The juvenile allegedly involved in the shooting has not been charged. Goodyear said the findings of the investigation will be presented to the State Attorney’s Office.
Pierce disputed the sheriff's account of the incident.
"No kid had a gun. I'm lost. I don't know what you're talking about," Pierce told ABC News. "These were school kids."
Goodyear had no comment on Pierce's statement. "Agents and Crime Scene Investigators are continuing to conduct the active and ongoing criminal investigation," he said.
Pierce's son and 16-year-old Angelo Crooms were fatally shot by a sheriff's deputy Nov. 13.
Sheriff's officials said Nov. 17 that deputies attempted to make a traffic stop at about 10:30 a.m. on a vehicle they suspected was possibly stolen, but the car fled. The car was later spotted by two deputies, sheriff's officials said in a statement.
Patrol car dashcam video released by the sheriff's office showed a gray car the deputies were trying to stop pull into the driveway of a home. As the deputies got out of their patrol cars and approached the vehicle, the car backed into the street and the deputies drew their weapons.
The footage showed the car appear to move in the direction of one of the deputies, identified as Jafet Santiago-Miranda, who fired several shots through the windshield after repeatedly shouting orders at the driver, identified as Crooms, to stop. Bullet holes were also found along the passenger side of the car.

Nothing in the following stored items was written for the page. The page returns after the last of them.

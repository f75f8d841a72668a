// K-nearest-neighbor imputation over incomplete feature rows.
//
// Distances use only the coordinates both rows have, scaled up by the share
// of coordinates that were usable, so sparse overlaps are not unfairly close.

/// Distance between two partially observed rows, or `None` when they share
/// no observed coordinate.
pub fn nan_euclidean(a: &[Option<f64>], b: &[Option<f64>]) -> Option<f64> {
    let mut sum = 0.0;
    let mut present = 0usize;
    for (x, y) in a.iter().zip(b) {
        if let (Some(x), Some(y)) = (x, y) {
            sum += (x - y).powi(2);
            present += 1;
        }
    }
    if present == 0 {
        return None;
    }
    let weight = a.len() as f64 / present as f64;
    Some((weight * sum).sqrt())
}

/// Fill every gap with the mean of that column over the `k` nearest rows that
/// observed it. A gap with no reachable donor takes the column mean.
///
/// Columns with no observed value at all are filled with 0.0.
pub fn knn_impute(data: &[Vec<Option<f64>>], k: usize) -> Vec<Vec<f64>> {
    let n_cols = data.first().map_or(0, Vec::len);
    let column_means: Vec<f64> = (0..n_cols)
        .map(|j| {
            let observed: Vec<f64> = data.iter().filter_map(|row| row[j]).collect();
            if observed.is_empty() {
                0.0
            } else {
                observed.iter().sum::<f64>() / observed.len() as f64
            }
        })
        .collect();

    data.iter()
        .enumerate()
        .map(|(i, row)| {
            if row.iter().all(Option::is_some) {
                return row.iter().map(|v| v.unwrap_or_default()).collect();
            }

            // Distances to every other row, computed once per incomplete row.
            let distances: Vec<Option<f64>> = data
                .iter()
                .enumerate()
                .map(|(other, candidate)| {
                    if other == i {
                        None
                    } else {
                        nan_euclidean(row, candidate)
                    }
                })
                .collect();

            row.iter()
                .enumerate()
                .map(|(j, value)| match value {
                    Some(v) => *v,
                    None => impute_cell(data, &distances, j, k).unwrap_or(column_means[j]),
                })
                .collect()
        })
        .collect()
}

fn impute_cell(data: &[Vec<Option<f64>>], distances: &[Option<f64>], column: usize, k: usize) -> Option<f64> {
    let mut donors: Vec<(f64, usize, f64)> = data
        .iter()
        .enumerate()
        .filter_map(|(idx, row)| {
            let value = row[column]?;
            let distance = distances[idx]?;
            Some((distance, idx, value))
        })
        .collect();
    if donors.is_empty() {
        return None;
    }
    donors.sort_by(|a, b| a.0.total_cmp(&b.0).then(a.1.cmp(&b.1)));
    donors.truncate(k);
    Some(donors.iter().map(|d| d.2).sum::<f64>() / donors.len() as f64)
}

"Deputy Santiago-Miranda gives repeated verbal commands, seven to be exact, for the driver of the vehicle to stop the car," Brevard County Sheriff Wayne Ivey said in a statement. "However, the driver of the vehicle, 16-year-old Angelo Crooms, turns and accelerates the vehicle towards Deputy Santiago-Miranda, who was then forced to fire his service weapon in an attempt to stop the deadly threat of the car from crashing into him."
Sincere Pierce, who was in the back seat of the car, and Crooms were both wounded in the incident and taken to a hospital, where they were pronounced dead.
Relatives of the two teens said the vehicle the boys were in was not stolen but was loaned to them by a family friend.
Santiago-Miranda was placed on paid administrative leave pending the outcome of the investigation being conducted by the Florida Department of Law Enforcement.
Civil rights attorney Benjamin Crump, who is representing the families of the two teens, said he disagreed with the sheriff's version of how the shooting unfolded.
Crump said he has asked for the sheriff’s office to release all footage of the incident.
“It is painfully troubling to us that this teen driver and the teen back-seat passenger were terrified and drove around deputies who approached the vehicle with guns drawn. Believe your own eyes,” Crump said in a statement. “The video shows the deputy was still shooting as the car cleared him and posed no threat.”